◆ AIM OF THE EXERCISE ◆
Check every line of the data below for the word "DirectTcpip" and say how many have it, without further comment.

◆ DATA SHOWN ◆
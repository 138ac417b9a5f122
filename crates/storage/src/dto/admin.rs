use serde::Serialize;
use utoipa::ToSchema;

use crate::models::{Application, ApplicationStatus};

/// Per-type counters for the admin dashboard.
///
/// `submitted` covers both the `submitted` and the legacy `pending` literal.
/// Rows with a status outside the five known values are left out of every
/// counter, `total` included.
#[derive(Debug, Clone, Copy, Default, PartialEq, Eq, Serialize, ToSchema)]
pub struct RoleCounts {
    pub total: i64,
    pub submitted: i64,
    pub accepted: i64,
    pub rejected: i64,
}

impl RoleCounts {
    /// Builds counters from raw `(status literal, row count)` pairs.
    pub fn from_status_counts<S: AsRef<str>>(counts: &[(S, i64)]) -> Self {
        let mut result = Self::default();

        for (status, count) in counts {
            let Ok(status) = status.as_ref().parse::<ApplicationStatus>() else {
                continue;
            };

            result.total += count;
            match status {
                ApplicationStatus::Pending | ApplicationStatus::Submitted => {
                    result.submitted += count
                }
                ApplicationStatus::Accepted => result.accepted += count,
                ApplicationStatus::Rejected => result.rejected += count,
                ApplicationStatus::Draft => {}
            }
        }

        result
    }
}

#[derive(Debug, Clone, Copy, Default, PartialEq, Eq, Serialize, ToSchema)]
pub struct ApplicationStats {
    pub participant: RoleCounts,
    pub mentor: RoleCounts,
    pub judge: RoleCounts,
}

/// Applications of one type bucketed by review status.
#[derive(Debug, Clone, Default, Serialize, ToSchema)]
pub struct GroupedApplications {
    pub draft: Vec<Application>,
    /// Both `submitted` and legacy `pending` rows.
    pub submitted: Vec<Application>,
    pub accepted: Vec<Application>,
    pub rejected: Vec<Application>,
}

impl GroupedApplications {
    pub fn group(applications: Vec<Application>) -> Self {
        let mut grouped = Self::default();

        for application in applications {
            match application.status {
                ApplicationStatus::Draft => grouped.draft.push(application),
                ApplicationStatus::Pending | ApplicationStatus::Submitted => {
                    grouped.submitted.push(application)
                }
                ApplicationStatus::Accepted => grouped.accepted.push(application),
                ApplicationStatus::Rejected => grouped.rejected.push(application),
            }
        }

        grouped
    }
}

#[cfg(test)]
mod tests {
    use super::*;
    use crate::models::ApplicationKind;
    use uuid::Uuid;

    #[test]
    fn test_unknown_statuses_are_excluded_from_total() {
        let counts = RoleCounts::from_status_counts(&[
            ("draft", 2),
            ("pending", 1),
            ("submitted", 3),
            ("accepted", 4),
            ("rejected", 5),
            ("withdrawn", 7),
            ("", 1),
        ]);

        assert_eq!(
            counts,
            RoleCounts {
                total: 15,
                submitted: 4,
                accepted: 4,
                rejected: 5,
            }
        );
    }

    #[test]
    fn test_buckets_equal_total_without_drafts() {
        let counts = RoleCounts::from_status_counts(&[("submitted", 1), ("accepted", 2)]);
        assert_eq!(counts.submitted + counts.accepted + counts.rejected, counts.total);

        let with_draft = RoleCounts::from_status_counts(&[("submitted", 1), ("draft", 2)]);
        assert!(with_draft.submitted + with_draft.accepted + with_draft.rejected < with_draft.total);
    }

    #[test]
    fn test_grouping_merges_pending_into_submitted() {
        let mut pending = Application::draft(ApplicationKind::Mentor, Uuid::new_v4(), None);
        pending.status = ApplicationStatus::Pending;
        let mut submitted = Application::draft(ApplicationKind::Mentor, Uuid::new_v4(), None);
        submitted.status = ApplicationStatus::Submitted;
        let draft = Application::draft(ApplicationKind::Mentor, Uuid::new_v4(), None);

        let grouped = GroupedApplications::group(vec![pending, submitted, draft]);

        assert_eq!(grouped.submitted.len(), 2);
        assert_eq!(grouped.draft.len(), 1);
        assert!(grouped.accepted.is_empty());
        assert!(grouped.rejected.is_empty());
    }
}
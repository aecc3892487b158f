//! Forward requests: the RFC 4254 §7.2 `direct-tcpip` fields and the peer
//! address of the session that sent them.
//!
//! The SSH transport decodes the channel-open payload; this module validates
//! the decoded fields and pins the request to the peer's canonical IP.

use crate::error::{KangarooError, KangarooResult};
use std::net::{IpAddr, SocketAddr};

/// `direct-tcpip` channel-open fields, ports still as sent on the wire.
#[derive(Debug, Clone, PartialEq, Eq)]
pub struct DirectTcpip {
    pub host: String,
    pub port: u32,
    pub originator: String,
    pub originator_port: u32,
}

/// Extract the IP from a raw peer address.
///
/// Accepts `1.2.3.4:22`, `[2001:db8::1]:22`, `[2001:db8::1]` and bare IPs.
/// IPv4-mapped IPv6 addresses (dual-stack listeners) come back as IPv4.
pub fn parse_peer_ip(raw: &str) -> KangarooResult<IpAddr> {
    let raw = raw.trim();
    let ip = if let Ok(sock) = raw.parse::<SocketAddr>() {
        sock.ip()
    } else if let Ok(ip) = raw.parse::<IpAddr>() {
        ip
    } else if let Some(inner) = raw.strip_prefix('[').and_then(|s| s.split(']').next()) {
        inner
            .parse::<IpAddr>()
            .map_err(|_| KangarooError::Malformed(format!("bad peer address {raw:?}")))?
    } else {
        return Err(KangarooError::Malformed(format!("bad peer address {raw:?}")));
    };
    Ok(ip.to_canonical())
}

/// One port-forward attempt, ready for policy evaluation once the destination
/// host has been resolved.
#[derive(Debug, Clone, PartialEq, Eq)]
pub struct ForwardRequest {
    pub source: IpAddr,
    pub dest_host: String,
    pub dest_port: u16,
    pub origin_host: String,
    pub origin_port: u16,
}

impl ForwardRequest {
    /// Build a request from the peer's raw address and a decoded payload.
    ///
    /// # Errors
    ///
    /// [`KangarooError::Malformed`] if the peer address cannot be parsed, the
    /// destination host is empty, or a port does not fit in 16 bits.
    pub fn from_direct_tcpip(peer: &str, payload: DirectTcpip) -> KangarooResult<Self> {
        let source = parse_peer_ip(peer)?;
        if payload.host.is_empty() {
            return Err(KangarooError::Malformed("empty destination host".into()));
        }
        let dest_port = u16::try_from(payload.port)
            .map_err(|_| KangarooError::Malformed(format!("port {} out of range", payload.port)))?;
        let origin_port = u16::try_from(payload.originator_port).map_err(|_| {
            KangarooError::Malformed(format!(
                "originator port {} out of range",
                payload.originator_port
            ))
        })?;
        Ok(Self {
            source,
            dest_host: payload.host,
            dest_port,
            origin_host: payload.originator,
            origin_port,
        })
    }
}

◆ REPLY ◆
2